Exercise brief: Please print the entries below exactly, from the line with "filename src/lib.rs" through the line with "pub use settings::SimSettings;", including both of those lines and leaving out all others.

BEGIN Supplied data

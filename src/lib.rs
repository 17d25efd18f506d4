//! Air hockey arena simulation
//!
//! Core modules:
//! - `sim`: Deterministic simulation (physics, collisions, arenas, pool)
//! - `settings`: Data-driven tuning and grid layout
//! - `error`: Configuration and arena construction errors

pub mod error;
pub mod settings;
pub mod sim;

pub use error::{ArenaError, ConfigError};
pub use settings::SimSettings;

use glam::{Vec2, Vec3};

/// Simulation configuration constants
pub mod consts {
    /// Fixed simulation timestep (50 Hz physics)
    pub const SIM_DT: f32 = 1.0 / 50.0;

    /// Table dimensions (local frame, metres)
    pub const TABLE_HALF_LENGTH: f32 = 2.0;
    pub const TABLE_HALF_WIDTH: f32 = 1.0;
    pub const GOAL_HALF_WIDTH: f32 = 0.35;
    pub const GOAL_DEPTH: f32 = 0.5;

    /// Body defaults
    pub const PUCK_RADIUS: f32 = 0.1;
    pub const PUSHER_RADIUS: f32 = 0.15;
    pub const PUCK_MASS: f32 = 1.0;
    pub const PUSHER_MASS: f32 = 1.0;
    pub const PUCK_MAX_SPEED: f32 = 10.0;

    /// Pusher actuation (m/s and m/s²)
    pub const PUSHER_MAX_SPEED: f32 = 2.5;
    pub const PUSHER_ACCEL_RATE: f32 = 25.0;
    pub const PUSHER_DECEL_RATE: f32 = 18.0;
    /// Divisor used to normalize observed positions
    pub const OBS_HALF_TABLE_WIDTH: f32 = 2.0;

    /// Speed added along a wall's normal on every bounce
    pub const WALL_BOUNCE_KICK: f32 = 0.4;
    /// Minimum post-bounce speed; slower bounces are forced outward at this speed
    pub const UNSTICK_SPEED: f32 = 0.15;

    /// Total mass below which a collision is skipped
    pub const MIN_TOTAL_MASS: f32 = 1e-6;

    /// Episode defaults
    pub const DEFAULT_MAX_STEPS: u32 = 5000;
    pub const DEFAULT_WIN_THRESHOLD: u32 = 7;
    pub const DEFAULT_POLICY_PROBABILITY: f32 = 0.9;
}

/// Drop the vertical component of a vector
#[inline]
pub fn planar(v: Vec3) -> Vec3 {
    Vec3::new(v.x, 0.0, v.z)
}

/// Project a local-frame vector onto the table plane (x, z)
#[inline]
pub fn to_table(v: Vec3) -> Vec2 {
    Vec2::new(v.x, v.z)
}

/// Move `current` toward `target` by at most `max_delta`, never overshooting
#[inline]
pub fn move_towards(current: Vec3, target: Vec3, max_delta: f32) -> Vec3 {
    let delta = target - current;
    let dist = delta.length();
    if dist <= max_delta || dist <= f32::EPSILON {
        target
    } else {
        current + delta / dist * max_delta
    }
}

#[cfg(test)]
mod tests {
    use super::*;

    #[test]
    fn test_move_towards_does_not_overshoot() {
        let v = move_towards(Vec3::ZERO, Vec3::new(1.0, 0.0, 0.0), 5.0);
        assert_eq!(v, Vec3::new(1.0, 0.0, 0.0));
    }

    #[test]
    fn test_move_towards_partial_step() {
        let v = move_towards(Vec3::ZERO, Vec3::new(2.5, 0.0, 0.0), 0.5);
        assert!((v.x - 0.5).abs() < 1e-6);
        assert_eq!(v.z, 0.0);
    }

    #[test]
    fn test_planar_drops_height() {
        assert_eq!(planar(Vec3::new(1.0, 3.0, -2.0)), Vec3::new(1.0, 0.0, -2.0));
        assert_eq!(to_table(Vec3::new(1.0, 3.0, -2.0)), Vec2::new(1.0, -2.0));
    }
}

END Supplied data
BEGIN Supplied data

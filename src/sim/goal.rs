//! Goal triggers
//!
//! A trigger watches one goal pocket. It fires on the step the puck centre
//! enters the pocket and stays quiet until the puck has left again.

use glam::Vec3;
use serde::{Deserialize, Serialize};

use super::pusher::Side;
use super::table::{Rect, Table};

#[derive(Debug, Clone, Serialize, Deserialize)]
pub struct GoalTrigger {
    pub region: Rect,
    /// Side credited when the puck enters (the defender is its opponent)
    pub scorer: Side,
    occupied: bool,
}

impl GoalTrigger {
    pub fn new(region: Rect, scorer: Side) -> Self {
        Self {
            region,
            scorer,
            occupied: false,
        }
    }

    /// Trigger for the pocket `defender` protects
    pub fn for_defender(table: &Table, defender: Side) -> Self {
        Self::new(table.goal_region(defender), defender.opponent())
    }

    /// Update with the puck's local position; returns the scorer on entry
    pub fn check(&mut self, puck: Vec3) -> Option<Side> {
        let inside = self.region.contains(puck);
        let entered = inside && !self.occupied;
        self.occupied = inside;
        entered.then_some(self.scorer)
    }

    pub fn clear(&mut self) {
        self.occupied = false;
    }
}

END Supplied data
BEGIN Supplied data

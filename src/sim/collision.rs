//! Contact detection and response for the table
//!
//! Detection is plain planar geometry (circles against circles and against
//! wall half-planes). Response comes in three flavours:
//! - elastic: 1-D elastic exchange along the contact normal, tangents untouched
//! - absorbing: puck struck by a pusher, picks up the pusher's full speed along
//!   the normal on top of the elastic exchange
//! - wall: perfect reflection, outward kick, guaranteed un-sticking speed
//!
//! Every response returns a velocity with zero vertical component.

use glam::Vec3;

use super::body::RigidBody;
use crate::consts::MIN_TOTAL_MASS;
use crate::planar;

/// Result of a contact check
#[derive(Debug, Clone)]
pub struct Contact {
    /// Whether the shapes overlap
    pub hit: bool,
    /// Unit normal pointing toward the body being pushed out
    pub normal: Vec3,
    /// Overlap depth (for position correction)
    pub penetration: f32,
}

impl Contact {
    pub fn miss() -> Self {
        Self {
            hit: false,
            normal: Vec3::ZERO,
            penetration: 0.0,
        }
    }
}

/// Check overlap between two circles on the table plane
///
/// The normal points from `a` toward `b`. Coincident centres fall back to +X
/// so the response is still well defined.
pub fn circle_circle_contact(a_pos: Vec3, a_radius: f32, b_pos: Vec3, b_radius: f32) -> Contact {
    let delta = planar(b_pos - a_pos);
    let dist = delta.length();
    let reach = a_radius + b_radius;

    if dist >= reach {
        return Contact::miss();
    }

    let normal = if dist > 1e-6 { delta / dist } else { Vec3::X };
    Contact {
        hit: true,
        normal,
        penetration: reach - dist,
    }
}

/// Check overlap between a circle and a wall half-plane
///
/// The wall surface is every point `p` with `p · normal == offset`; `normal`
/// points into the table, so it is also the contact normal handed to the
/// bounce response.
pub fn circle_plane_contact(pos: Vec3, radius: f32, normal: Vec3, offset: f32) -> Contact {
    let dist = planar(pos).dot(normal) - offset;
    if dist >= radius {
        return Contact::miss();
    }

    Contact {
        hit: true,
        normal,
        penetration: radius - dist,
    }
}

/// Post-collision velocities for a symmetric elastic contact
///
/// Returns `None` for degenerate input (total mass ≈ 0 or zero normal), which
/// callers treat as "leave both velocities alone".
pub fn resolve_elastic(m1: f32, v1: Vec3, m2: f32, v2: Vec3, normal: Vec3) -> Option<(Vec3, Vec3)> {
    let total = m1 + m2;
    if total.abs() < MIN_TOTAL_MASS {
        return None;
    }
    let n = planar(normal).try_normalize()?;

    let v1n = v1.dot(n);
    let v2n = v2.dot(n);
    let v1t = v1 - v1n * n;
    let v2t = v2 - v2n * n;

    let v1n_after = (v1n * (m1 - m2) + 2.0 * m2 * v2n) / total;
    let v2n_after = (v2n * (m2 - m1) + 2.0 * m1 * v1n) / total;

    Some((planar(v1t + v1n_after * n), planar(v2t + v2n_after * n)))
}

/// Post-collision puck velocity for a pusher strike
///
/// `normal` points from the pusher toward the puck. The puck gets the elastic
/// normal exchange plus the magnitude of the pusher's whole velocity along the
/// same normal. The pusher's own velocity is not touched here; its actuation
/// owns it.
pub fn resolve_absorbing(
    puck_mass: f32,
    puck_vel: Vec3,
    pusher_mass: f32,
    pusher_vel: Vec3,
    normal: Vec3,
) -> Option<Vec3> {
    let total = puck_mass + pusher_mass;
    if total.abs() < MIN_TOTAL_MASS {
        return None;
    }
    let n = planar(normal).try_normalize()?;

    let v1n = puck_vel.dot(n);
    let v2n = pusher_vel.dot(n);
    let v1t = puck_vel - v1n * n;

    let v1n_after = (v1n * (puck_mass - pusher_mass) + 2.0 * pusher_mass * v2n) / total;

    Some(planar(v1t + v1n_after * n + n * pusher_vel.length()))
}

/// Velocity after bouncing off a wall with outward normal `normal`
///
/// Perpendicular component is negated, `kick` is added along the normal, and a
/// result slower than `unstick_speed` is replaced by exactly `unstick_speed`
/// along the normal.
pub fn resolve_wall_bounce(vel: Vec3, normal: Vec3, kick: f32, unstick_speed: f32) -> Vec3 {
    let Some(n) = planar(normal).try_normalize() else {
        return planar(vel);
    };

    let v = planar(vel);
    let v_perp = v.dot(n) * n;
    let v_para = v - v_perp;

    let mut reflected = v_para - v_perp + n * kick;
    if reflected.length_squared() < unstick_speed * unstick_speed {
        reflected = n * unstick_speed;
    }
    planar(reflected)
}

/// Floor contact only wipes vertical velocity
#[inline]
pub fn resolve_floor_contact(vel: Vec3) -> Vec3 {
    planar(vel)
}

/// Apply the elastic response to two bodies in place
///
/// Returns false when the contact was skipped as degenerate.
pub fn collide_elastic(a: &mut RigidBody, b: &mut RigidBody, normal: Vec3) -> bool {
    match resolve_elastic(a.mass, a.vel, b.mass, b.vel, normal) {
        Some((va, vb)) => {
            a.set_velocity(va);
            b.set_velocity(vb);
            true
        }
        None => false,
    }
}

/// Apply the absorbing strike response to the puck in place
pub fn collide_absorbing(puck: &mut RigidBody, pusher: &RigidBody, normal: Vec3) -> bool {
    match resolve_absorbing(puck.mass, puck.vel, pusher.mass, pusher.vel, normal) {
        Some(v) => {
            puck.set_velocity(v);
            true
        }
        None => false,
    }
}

END Supplied data

Response area:
filename src/lib.rs
repository 17d25efd18f506d4
//! Air hockey arena simulation
//!
//! Core modules:
//! - `sim`: Deterministic simulation (physics, collisions, arenas, pool)
//! - `settings`: Data-driven tuning and grid layout
//! - `error`: Configuration and arena construction errors

pub mod error;
pub mod settings;
pub mod sim;

pub use error::{ArenaError, ConfigError};
pub use settings::SimSettings;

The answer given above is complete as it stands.